Personal information
- Date of birth: 2 July 1951 (age 74)
- Place of birth: Florence, Italy
- Height: 1.80 m (5 ft 11 in)
- Position: Midfielder

Senior career*
- Years: Team / Apps / (Gls)
- 1970–1973: Milan / 4 / (0)
- 1970–1971: → Lazio (loan) / 12 / (0)
- 1973–1974: Arezzo / 28 / (5)
- 1974–1975: Brindisi / 33 / (4)
- 1975–1976: Palermo / 34 / (11)
- 1976–1977: Ascoli / 35 / (2)
- 1977–1978: Cagliari / 27 / (8)
- 1978–1980: Palermo / 39 / (7)

International career
- 1969–1971: Italy U-21 / 4 / (0)

Managerial career
- 1984–1986: Rondinella

= Guido Magherini =

Italian former footballer (born 1951)

Guido Magherini (born 2 July 1951 in Florence) is an Italian former footballer who played as a midfielder.

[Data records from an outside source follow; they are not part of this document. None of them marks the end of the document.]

//! # View
//!
//! Top-level controller for one template. A view owns a [`Context`], the
//! root scope and the compiled fragment, and walks through its lifecycle in
//! [`View::load`]:
//!
//! ```text
//! Constructed → LoadingTemplate → LoadingDependencies → ScopeObserved → Compiled → Ready
//!                                                                              ↘ Failed
//! ```
//!
//! The template fetch, filter packages and model readiness are awaited
//! together. The view only reports `Ready` once every resource registered
//! while compiling (`:mount`, `:data`) has resolved, including resources
//! registered by subtrees those resources compiled in turn.
//!
//! Resources registered after that, by a branch an `:if` brings in or a new
//! `:for` item, are polled on each [`View::frame`]; [`View::settle`] awaits
//! them instead.
//!
//! Model reloads are sequenced per model: when a second reload starts before
//! the first one finished, the first one's result is dropped.

use crate::compiler::Compiler;
use crate::context::{Context, Services};
use crate::dom::{Document, NodeId};
use crate::error::{ViewError, ViewResult};
use crate::traverse;
use futures::future::{self, FutureExt, TryFutureExt};
use indexmap::IndexMap;
use sprig_common::{CacheOptions, FilterFn, Model, MountOptions, ServiceError, ServiceFuture};
use sprig_reactive::{ObjectRef, Scope, Value};
use std::cell::{Cell, RefCell};
use std::rc::Rc;
use tracing::{debug, error, info, instrument, warn};

/// Where the template markup comes from
#[derive(Debug, Clone, PartialEq)]
pub enum TemplateSource {
    Inline(String),
    /// Fetched through the [`sprig_common::ResourceLoader`]
    Url(String),
}

#[derive(Clone)]
pub enum FilterSource {
    Inline(FilterFn),
    /// A package whose `filter()` is registered under the declared name
    Package(String),
}

/// Everything a view is constructed from
#[derive(Clone)]
pub struct ViewOptions {
    pub template: TemplateSource,
    /// Root scope data; must be an object
    pub data: Value,
    pub filters: Vec<(String, FilterSource)>,
    pub models: Vec<Rc<dyn Model>>,
}

impl ViewOptions {
    pub fn inline(template: impl Into<String>) -> Self {
        Self::new(TemplateSource::Inline(template.into()))
    }

    pub fn url(url: impl Into<String>) -> Self {
        Self::new(TemplateSource::Url(url.into()))
    }

    fn new(template: TemplateSource) -> Self {
        Self {
            template,
            data: Value::Object(ObjectRef::new()),
            filters: Vec::new(),
            models: Vec::new(),
        }
    }

    pub fn with_data(mut self, data: impl Into<Value>) -> Self {
        self.data = data.into();
        self
    }

    pub fn with_filter(mut self, name: &str, filter: impl Fn(&Value, &[Value]) -> Value + 'static) -> Self {
        self.filters
            .push((name.to_string(), FilterSource::Inline(Rc::new(filter))));
        self
    }

    pub fn with_filter_package(mut self, name: &str, url: impl Into<String>) -> Self {
        self.filters
            .push((name.to_string(), FilterSource::Package(url.into())));
        self
    }

    pub fn with_model(mut self, model: Rc<dyn Model>) -> Self {
        self.models.push(model);
        self
    }
}

#[derive(Debug, Clone, Copy, PartialEq, Eq)]
pub enum ViewState {
    Constructed,
    LoadingTemplate,
    LoadingDependencies,
    ScopeObserved,
    Compiled,
    Ready,
    Failed,
}

struct ModelSlot {
    model: Rc<dyn Model>,
    sequence: Rc<Cell<u64>>,
}

pub struct View {
    context: Rc<Context>,
    options: RefCell<Option<ViewOptions>>,
    state: Cell<ViewState>,
    scope: RefCell<Option<Scope>>,
    root: Cell<Option<NodeId>>,
    models: RefCell<IndexMap<String, ModelSlot>>,
}

impl View {
    pub fn new(compiler: Rc<Compiler>, services: Services, options: ViewOptions) -> Self {
        Self {
            context: Context::new(compiler, services),
            options: RefCell::new(Some(options)),
            state: Cell::new(ViewState::Constructed),
            scope: RefCell::new(None),
            root: Cell::new(None),
            models: RefCell::new(IndexMap::new()),
        }
    }

    pub fn state(&self) -> ViewState {
        self.state.get()
    }

    fn set_state(&self, state: ViewState) {
        debug!(?state, "view state");
        self.state.set(state);
    }

    pub fn context(&self) -> &Rc<Context> {
        &self.context
    }

    pub fn document(&self) -> &Document {
        &self.context.document
    }

    /// Compiled fragment, once the template is parsed
    pub fn root(&self) -> Option<NodeId> {
        self.root.get()
    }

    pub fn scope(&self) -> Option<Scope> {
        self.scope.borrow().clone()
    }

    /// Run the whole lifecycle; on error the view is left `Failed` with
    /// whatever was compiled so far still in place
    #[instrument(skip(self))]
    pub async fn load(&self) -> ViewResult<()> {
        match self.run_load().await {
            Ok(()) => {
                self.set_state(ViewState::Ready);
                self.context.set_live(true);
                info!(elements = self.context.element_names().len(), "view ready");
                Ok(())
            }
            Err(err) => {
                error!(error = %err, "view failed to load");
                self.set_state(ViewState::Failed);
                Err(err)
            }
        }
    }

    async fn run_load(&self) -> ViewResult<()> {
        let Some(options) = self.options.borrow_mut().take() else {
            warn!("view already loaded");
            return Ok(());
        };
        let ctx = &self.context;
        let ViewOptions {
            template,
            data,
            filters,
            models,
        } = options;

        self.set_state(ViewState::LoadingTemplate);
        let text: ServiceFuture<String> = match template {
            TemplateSource::Inline(text) => future::ready(Ok(text)).boxed_local(),
            TemplateSource::Url(url) => ctx.services.loader.fetch_text(&url, CacheOptions::default()),
        };

        self.set_state(ViewState::LoadingDependencies);
        let filters = future::try_join_all(filters.into_iter().map(|(name, source)| self.load_filter(name, source)));
        let ready = future::try_join_all(models.iter().map(|model| model.ready())).map_ok(|_| ());
        let (text, filters, ()) = future::try_join3(text, filters, ready).await?;

        for (name, filter) in filters {
            ctx.compiler.register_filter(&name, filter);
        }

        let data = match data {
            Value::Object(data) => data,
            other => {
                return Err(ViewError::InvalidScope {
                    kind: other.type_of(),
                })
            }
        };
        let scope = Scope::root(&ctx.reactor, data, &ctx.reactor.unique_root("view"));
        *self.scope.borrow_mut() = Some(scope.clone());
        self.set_state(ViewState::ScopeObserved);

        self.bind_models(&scope, models)?;
        let this = ctx.weak();
        ctx.services.navigator.subscribe(Rc::new(move |href: &str| {
            if let Some(ctx) = this.upgrade() {
                ctx.set_location(href);
            }
        }));

        let root = ctx.document.parse_fragment(&text)?;
        self.root.set(Some(root));
        traverse::compile(ctx, root, &scope)?;
        self.set_state(ViewState::Compiled);

        self.settle().await
    }

    /// Wait for every queued resource, including ones the resolved resources
    /// queue in turn. Returns the first failure.
    pub async fn settle(&self) -> ViewResult<()> {
        loop {
            let pending = self.context.take_resources();
            if pending.is_empty() {
                return Ok(());
            }
            debug!(count = pending.len(), "waiting on resources");
            future::try_join_all(pending).await?;
        }
    }

    fn load_filter(&self, name: String, source: FilterSource) -> ServiceFuture<(String, FilterFn)> {
        match source {
            FilterSource::Inline(filter) => future::ready(Ok((name, filter))).boxed_local(),
            FilterSource::Package(url) => {
                let mounting = self
                    .context
                    .services
                    .packages
                    .mount(&name, &url, MountOptions::default());
                async move {
                    let package = mounting.await?;
                    package.ready().await?;
                    let filter = package
                        .filter()
                        .ok_or_else(|| ServiceError::package(&name, "package exports no filter"))?;
                    Ok((name, filter))
                }
                .boxed_local()
            }
        }
    }

    /// Expose each model's data under its name and keep it current
    fn bind_models(&self, scope: &Scope, models: Vec<Rc<dyn Model>>) -> ViewResult<()> {
        for model in models {
            let name = model.name().to_string();
            scope.define(&name, model.data())?;

            let target = scope.clone();
            let key = name.clone();
            model.on_refresh(Rc::new(move |data: &Value| {
                if let Err(err) = target.define(&key, data.clone()) {
                    warn!(model = %key, error = %err, "model refresh failed");
                }
            }));

            self.models.borrow_mut().insert(
                name,
                ModelSlot {
                    model,
                    sequence: Rc::new(Cell::new(0)),
                },
            );
        }
        Ok(())
    }

    /// Reload a model and copy its data into the scope. Returns `false` when
    /// a later reload of the same model superseded this one.
    #[instrument(skip(self))]
    pub async fn reload_model(&self, name: &str) -> ViewResult<bool> {
        let (model, sequence, ticket) = {
            let models = self.models.borrow();
            let slot = models.get(name).ok_or_else(|| ViewError::UnknownModel {
                name: name.to_string(),
            })?;
            let ticket = slot.sequence.get() + 1;
            slot.sequence.set(ticket);
            (slot.model.clone(), slot.sequence.clone(), ticket)
        };

        let data = model.reload().await?;
        if sequence.get() != ticket {
            debug!(model = name, ticket, latest = sequence.get(), "dropping superseded reload");
            return Ok(false);
        }
        let scope = self.scope().ok_or(ViewError::NotLoaded)?;
        scope.define(name, data)?;
        Ok(true)
    }

    // Scope access

    pub fn set(&self, name: &str, value: impl Into<Value>) -> ViewResult<()> {
        let scope = self.scope().ok_or(ViewError::NotLoaded)?;
        scope.vars().set(name, value.into())?;
        Ok(())
    }

    /// Current value of a root variable, read without tracking
    pub fn get(&self, name: &str) -> Value {
        self.scope()
            .map(|scope| scope.vars().peek(name))
            .unwrap_or_default()
    }

    // Host interaction

    /// Element registered with `:els`
    pub fn element(&self, name: &str) -> Option<NodeId> {
        self.context.element(name)
    }

    /// Serialized markup of the compiled fragment
    pub fn html(&self) -> String {
        match self.root.get() {
            Some(root) => self.context.document.inner_html(root),
            None => String::new(),
        }
    }

    /// Push a history entry and route to it
    pub fn navigate(&self, url: &str) {
        self.context
            .services
            .navigator
            .push_state(Value::Null, "", url);
        self.context.set_location(url);
    }

    pub fn scroll(&self, top: f64) {
        self.context.services.viewport.scroll_to(top);
    }

    /// Run one animation frame, polling resources queued since the last one
    pub fn frame(&self) {
        self.context.scheduler.frame();
    }

    /// Move the virtual clock forward, firing due timers
    pub fn advance(&self, ms: f64) {
        self.context.scheduler.advance(ms);
    }

    /// Drop every watcher and detach the compiled fragment's children
    pub fn dispose(&self) {
        self.context.dispose();
        if let Some(root) = self.root.get() {
            for child in self.context.document.children(root) {
                self.context.document.remove(child);
            }
        }
        self.models.borrow_mut().clear();
    }
}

He played 4 seasons (16 games without scoring) in Serie A for Lazio and A.C. Milan, and made nearly 200 appearances in Serie B. He represented Italy at under-21 level.

His playing career ended with a three-and-a-half-year ban from football received for his involvement in the Totonero 1980 match-fixing scandal. Later, as manager of Rondinella Calcio, he was involved in another match-fixing scandal, Totonero 1986, for which he received a five-year ban from football.

==Honours==
Milan
- Coppa Italia winner: 1972–73.
- European Cup Winners' Cup winner: 1972–73.